WORK INSTRUCTION: Word for word, restate all of the records.

SOURCE MATERIAL:
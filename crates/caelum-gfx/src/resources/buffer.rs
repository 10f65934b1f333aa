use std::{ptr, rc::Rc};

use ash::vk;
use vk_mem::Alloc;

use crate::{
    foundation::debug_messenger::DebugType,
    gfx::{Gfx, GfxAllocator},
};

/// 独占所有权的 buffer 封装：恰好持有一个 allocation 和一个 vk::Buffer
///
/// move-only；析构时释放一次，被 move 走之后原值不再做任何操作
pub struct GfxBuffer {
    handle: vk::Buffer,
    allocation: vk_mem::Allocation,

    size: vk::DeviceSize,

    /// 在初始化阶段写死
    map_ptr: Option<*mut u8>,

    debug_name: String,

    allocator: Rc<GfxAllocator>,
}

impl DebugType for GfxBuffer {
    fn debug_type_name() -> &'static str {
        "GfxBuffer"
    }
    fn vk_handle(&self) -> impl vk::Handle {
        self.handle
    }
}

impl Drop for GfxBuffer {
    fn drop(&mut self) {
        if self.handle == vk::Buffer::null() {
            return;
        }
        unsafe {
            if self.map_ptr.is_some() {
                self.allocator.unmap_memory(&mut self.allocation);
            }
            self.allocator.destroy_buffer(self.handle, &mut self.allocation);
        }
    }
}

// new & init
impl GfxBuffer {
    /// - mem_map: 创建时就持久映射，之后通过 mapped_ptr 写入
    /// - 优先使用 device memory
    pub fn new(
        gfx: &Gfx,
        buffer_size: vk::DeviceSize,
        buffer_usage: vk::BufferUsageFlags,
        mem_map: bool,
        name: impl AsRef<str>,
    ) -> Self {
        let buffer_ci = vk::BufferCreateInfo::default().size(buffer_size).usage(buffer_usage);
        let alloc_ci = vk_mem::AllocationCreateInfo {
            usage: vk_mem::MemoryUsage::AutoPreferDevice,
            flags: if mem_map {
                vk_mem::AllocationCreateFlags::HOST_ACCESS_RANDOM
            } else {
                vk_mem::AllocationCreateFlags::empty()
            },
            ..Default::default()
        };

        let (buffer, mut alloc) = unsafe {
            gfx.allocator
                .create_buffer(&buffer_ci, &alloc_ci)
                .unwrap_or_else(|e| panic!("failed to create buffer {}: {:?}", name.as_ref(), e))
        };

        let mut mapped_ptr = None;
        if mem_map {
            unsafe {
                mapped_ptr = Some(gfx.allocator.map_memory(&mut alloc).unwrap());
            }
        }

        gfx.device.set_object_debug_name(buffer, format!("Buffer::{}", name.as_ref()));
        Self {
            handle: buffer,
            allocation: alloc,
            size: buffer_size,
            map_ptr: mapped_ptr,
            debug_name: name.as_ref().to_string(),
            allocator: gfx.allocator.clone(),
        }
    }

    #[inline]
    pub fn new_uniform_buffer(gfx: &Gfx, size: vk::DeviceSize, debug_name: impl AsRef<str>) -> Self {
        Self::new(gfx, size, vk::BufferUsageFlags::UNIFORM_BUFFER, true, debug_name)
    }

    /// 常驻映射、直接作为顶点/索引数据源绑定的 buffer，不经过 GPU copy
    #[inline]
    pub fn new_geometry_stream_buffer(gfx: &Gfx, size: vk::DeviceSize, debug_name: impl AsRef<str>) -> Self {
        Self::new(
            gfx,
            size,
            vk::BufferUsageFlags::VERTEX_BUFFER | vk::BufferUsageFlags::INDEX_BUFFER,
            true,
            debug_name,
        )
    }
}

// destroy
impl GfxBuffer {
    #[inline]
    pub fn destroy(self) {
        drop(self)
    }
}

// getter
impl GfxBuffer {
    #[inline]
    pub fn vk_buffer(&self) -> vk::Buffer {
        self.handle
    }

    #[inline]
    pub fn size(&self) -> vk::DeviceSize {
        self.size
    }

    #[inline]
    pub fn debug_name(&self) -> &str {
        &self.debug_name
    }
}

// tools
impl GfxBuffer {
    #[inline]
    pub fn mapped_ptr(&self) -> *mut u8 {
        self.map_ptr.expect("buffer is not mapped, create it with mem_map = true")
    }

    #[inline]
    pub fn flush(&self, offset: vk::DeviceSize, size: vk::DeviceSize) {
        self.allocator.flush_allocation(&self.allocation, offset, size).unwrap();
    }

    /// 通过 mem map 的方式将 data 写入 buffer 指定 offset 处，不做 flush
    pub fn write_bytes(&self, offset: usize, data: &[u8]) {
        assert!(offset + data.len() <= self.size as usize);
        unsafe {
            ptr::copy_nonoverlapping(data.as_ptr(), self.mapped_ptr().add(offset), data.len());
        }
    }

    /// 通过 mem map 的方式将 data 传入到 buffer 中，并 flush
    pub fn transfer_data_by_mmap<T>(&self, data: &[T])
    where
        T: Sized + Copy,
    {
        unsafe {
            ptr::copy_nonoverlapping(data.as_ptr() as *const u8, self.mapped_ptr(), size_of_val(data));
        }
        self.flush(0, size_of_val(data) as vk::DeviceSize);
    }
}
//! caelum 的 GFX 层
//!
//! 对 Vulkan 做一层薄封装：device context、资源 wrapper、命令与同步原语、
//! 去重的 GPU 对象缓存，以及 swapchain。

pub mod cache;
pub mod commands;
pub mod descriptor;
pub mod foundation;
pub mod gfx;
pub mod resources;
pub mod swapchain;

TASK SOLUTION:
filename crates/caelum-gfx/src/resources/buffer.rs
repository 10f65934b1f333aa
use std::{ptr, rc::Rc};

use ash::vk;
use vk_mem::Alloc;

use crate::{
    foundation::debug_messenger::DebugType,
    gfx::{Gfx, GfxAllocator},
};

/// 独占所有权的 buffer 封装：恰好持有一个 allocation 和一个 vk::Buffer
///
/// move-only；析构时释放一次，被 move 走之后原值不再做任何操作
pub struct GfxBuffer {
    handle: vk::Buffer,
    allocation: vk_mem::Allocation,

    size: vk::DeviceSize,

    /// 在初始化阶段写死
    map_ptr: Option<*mut u8>,

    debug_name: String,

    allocator: Rc<GfxAllocator>,
}

impl DebugType for GfxBuffer {
    fn debug_type_name() -> &'static str {
        "GfxBuffer"
    }
    fn vk_handle(&self) -> impl vk::Handle {
        self.handle
    }
}

impl Drop for GfxBuffer {
    fn drop(&mut self) {
        if self.handle == vk::Buffer::null() {
            return;
        }
        unsafe {
            if self.map_ptr.is_some() {
                self.allocator.unmap_memory(&mut self.allocation);
            }
            self.allocator.destroy_buffer(self.handle, &mut self.allocation);
        }
    }
}

// new & init
impl GfxBuffer {
    /// - mem_map: 创建时就持久映射，之后通过 mapped_ptr 写入
    /// - 优先使用 device memory
    pub fn new(
        gfx: &Gfx,
        buffer_size: vk::DeviceSize,
        buffer_usage: vk::BufferUsageFlags,
        mem_map: bool,
        name: impl AsRef<str>,
    ) -> Self {
        let buffer_ci = vk::BufferCreateInfo::default().size(buffer_size).usage(buffer_usage);
        let alloc_ci = vk_mem::AllocationCreateInfo {
            usage: vk_mem::MemoryUsage::AutoPreferDevice,
            flags: if mem_map {
                vk_mem::AllocationCreateFlags::HOST_ACCESS_RANDOM
            } else {
                vk_mem::AllocationCreateFlags::empty()
            },
            ..Default::default()
        };

        let (buffer, mut alloc) = unsafe {
            gfx.allocator
                .create_buffer(&buffer_ci, &alloc_ci)
                .unwrap_or_else(|e| panic!("failed to create buffer {}: {:?}", name.as_ref(), e))
        };

        let mut mapped_ptr = None;
        if mem_map {
            unsafe {
                mapped_ptr = Some(gfx.allocator.map_memory(&mut alloc).unwrap());
            }
        }

        gfx.device.set_object_debug_name(buffer, format!("Buffer::{}", name.as_ref()));
        Self {
            handle: buffer,
            allocation: alloc,
            size: buffer_size,
            map_ptr: mapped_ptr,
            debug_name: name.as_ref().to_string(),
            allocator: gfx.allocator.clone(),
        }
    }

    #[inline]
    pub fn new_uniform_buffer(gfx: &Gfx, size: vk::DeviceSize, debug_name: impl AsRef<str>) -> Self {
        Self::new(gfx, size, vk::BufferUsageFlags::UNIFORM_BUFFER, true, debug_name)
    }

    /// 常驻映射、直接作为顶点/索引数据源绑定的 buffer，不经过 GPU copy
    #[inline]
    pub fn new_geometry_stream_buffer(gfx: &Gfx, size: vk::DeviceSize, debug_name: impl AsRef<str>) -> Self {
        Self::new(
            gfx,
            size,
            vk::BufferUsageFlags::VERTEX_BUFFER | vk::BufferUsageFlags::INDEX_BUFFER,
            true,
            debug_name,
        )
    }
}

// destroy
impl GfxBuffer {
    #[inline]
    pub fn destroy(self) {
        drop(self)
    }
}

// getter
impl GfxBuffer {
    #[inline]
    pub fn vk_buffer(&self) -> vk::Buffer {
        self.handle
    }

    #[inline]
    pub fn size(&self) -> vk::DeviceSize {
        self.size
    }

    #[inline]
    pub fn debug_name(&self) -> &str {
        &self.debug_name
    }
}

// tools
impl GfxBuffer {
    #[inline]
    pub fn mapped_ptr(&self) -> *mut u8 {
        self.map_ptr.expect("buffer is not mapped, create it with mem_map = true")
    }

    #[inline]
    pub fn flush(&self, offset: vk::DeviceSize, size: vk::DeviceSize) {
        self.allocator.flush_allocation(&self.allocation, offset, size).unwrap();
    }

    /// 通过 mem map 的方式将 data 写入 buffer 指定 offset 处，不做 flush
    pub fn write_bytes(&self, offset: usize, data: &[u8]) {
        assert!(offset + data.len() <= self.size as usize);
        unsafe {
            ptr::copy_nonoverlapping(data.as_ptr(), self.mapped_ptr().add(offset), data.len());
        }
    }

    /// 通过 mem map 的方式将 data 传入到 buffer 中，并 flush
    pub fn transfer_data_by_mmap<T>(&self, data: &[T])
    where
        T: Sized + Copy,
    {
        unsafe {
            ptr::copy_nonoverlapping(data.as_ptr() as *const u8, self.mapped_ptr(), size_of_val(data));
        }
        self.flush(0, size_of_val(data) as vk::DeviceSize);
    }
}
//! caelum 的 GFX 层
//!
//! 对 Vulkan 做一层薄封装：device context、资源 wrapper、命令与同步原语、
//! 去重的 GPU 对象缓存，以及 swapchain。

pub mod cache;
pub mod commands;
pub mod descriptor;
pub mod foundation;
pub mod gfx;
pub mod resources;
pub mod swapchain;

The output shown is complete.